Problem description – Going through the entries below, copy out each line that contains "state".

[Collection entries]
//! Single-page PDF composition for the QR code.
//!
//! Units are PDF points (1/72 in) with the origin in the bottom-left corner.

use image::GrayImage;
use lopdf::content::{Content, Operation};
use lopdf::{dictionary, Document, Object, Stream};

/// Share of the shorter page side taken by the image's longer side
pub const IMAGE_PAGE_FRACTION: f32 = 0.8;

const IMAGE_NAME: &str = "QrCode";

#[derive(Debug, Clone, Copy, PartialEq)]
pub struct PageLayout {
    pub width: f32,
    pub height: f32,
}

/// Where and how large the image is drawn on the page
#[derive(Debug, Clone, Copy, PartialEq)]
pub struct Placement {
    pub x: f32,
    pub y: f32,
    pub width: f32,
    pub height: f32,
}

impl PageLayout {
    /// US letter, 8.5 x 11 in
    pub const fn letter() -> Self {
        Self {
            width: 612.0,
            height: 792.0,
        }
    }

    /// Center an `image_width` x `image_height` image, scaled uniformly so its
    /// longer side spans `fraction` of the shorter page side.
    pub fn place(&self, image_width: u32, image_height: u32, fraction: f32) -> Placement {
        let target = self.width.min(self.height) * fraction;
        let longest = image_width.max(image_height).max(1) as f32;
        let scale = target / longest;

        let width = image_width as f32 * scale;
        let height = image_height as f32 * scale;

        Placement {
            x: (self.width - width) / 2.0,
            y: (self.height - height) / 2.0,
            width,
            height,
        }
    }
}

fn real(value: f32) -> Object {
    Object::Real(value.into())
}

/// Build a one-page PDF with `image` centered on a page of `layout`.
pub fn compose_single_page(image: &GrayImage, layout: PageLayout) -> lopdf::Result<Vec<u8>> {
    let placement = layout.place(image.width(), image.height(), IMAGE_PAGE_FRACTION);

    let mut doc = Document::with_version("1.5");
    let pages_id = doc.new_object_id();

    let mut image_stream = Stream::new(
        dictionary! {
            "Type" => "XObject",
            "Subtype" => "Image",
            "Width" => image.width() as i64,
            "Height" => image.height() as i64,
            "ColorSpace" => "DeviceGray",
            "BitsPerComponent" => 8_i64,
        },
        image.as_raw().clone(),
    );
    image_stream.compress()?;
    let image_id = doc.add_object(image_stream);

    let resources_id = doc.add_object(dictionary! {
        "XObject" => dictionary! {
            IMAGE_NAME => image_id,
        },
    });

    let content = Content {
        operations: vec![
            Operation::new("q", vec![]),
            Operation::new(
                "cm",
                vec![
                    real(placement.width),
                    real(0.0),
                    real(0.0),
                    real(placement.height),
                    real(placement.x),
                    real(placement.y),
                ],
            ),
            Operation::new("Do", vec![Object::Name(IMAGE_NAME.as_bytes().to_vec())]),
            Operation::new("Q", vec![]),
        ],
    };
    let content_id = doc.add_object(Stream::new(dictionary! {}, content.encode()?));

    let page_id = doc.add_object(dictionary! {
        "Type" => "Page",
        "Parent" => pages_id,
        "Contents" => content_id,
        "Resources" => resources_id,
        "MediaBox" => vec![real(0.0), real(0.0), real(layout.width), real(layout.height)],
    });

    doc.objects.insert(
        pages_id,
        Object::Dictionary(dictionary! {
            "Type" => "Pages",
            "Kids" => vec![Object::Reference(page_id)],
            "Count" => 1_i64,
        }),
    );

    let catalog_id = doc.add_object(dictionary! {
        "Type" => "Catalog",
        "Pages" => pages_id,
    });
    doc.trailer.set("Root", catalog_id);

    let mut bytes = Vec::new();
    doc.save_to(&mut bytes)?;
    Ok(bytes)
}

* * *

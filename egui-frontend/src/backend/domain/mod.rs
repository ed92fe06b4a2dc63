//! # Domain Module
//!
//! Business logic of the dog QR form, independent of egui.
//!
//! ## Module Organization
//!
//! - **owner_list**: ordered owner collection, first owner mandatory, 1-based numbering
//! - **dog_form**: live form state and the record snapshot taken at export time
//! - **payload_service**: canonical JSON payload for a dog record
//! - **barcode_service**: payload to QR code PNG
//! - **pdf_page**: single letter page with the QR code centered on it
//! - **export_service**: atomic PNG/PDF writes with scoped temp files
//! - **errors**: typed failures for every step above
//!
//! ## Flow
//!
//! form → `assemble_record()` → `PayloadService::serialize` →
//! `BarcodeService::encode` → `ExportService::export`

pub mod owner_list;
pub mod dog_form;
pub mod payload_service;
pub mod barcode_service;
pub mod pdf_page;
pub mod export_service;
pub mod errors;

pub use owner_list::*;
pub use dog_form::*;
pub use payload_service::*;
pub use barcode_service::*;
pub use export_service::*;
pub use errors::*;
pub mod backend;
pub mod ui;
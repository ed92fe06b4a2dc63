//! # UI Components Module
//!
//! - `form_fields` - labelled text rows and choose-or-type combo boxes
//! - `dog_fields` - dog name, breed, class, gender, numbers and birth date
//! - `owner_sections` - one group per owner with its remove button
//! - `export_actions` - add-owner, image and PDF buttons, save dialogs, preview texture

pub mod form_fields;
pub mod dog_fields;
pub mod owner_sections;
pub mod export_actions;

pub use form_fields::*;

...

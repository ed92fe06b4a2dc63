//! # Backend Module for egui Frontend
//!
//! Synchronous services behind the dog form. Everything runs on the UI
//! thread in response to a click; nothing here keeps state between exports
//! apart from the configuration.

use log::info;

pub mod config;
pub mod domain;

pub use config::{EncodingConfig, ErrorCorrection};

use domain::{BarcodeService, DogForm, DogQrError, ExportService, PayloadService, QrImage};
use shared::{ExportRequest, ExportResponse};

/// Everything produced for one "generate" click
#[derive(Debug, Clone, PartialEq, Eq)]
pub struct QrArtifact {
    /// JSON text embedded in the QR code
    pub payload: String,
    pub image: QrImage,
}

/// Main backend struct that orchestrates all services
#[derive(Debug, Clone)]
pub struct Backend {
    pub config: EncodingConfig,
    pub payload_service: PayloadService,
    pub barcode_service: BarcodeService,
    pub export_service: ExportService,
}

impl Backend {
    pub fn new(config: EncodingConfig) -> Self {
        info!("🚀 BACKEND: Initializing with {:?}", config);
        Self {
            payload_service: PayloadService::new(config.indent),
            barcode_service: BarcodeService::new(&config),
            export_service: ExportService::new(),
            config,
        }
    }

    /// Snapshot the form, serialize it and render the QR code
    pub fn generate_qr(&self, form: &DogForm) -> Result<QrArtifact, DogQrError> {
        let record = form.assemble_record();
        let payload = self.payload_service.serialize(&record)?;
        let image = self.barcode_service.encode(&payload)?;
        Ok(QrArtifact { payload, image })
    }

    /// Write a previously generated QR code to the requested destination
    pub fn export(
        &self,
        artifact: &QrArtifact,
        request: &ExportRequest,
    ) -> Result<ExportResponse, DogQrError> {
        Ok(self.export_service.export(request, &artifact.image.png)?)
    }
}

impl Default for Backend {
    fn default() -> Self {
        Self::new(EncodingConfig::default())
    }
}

Written response –
//! - **dog_form**: live form state and the record snapshot taken at export time
//! thread in response to a click; nothing here keeps state between exports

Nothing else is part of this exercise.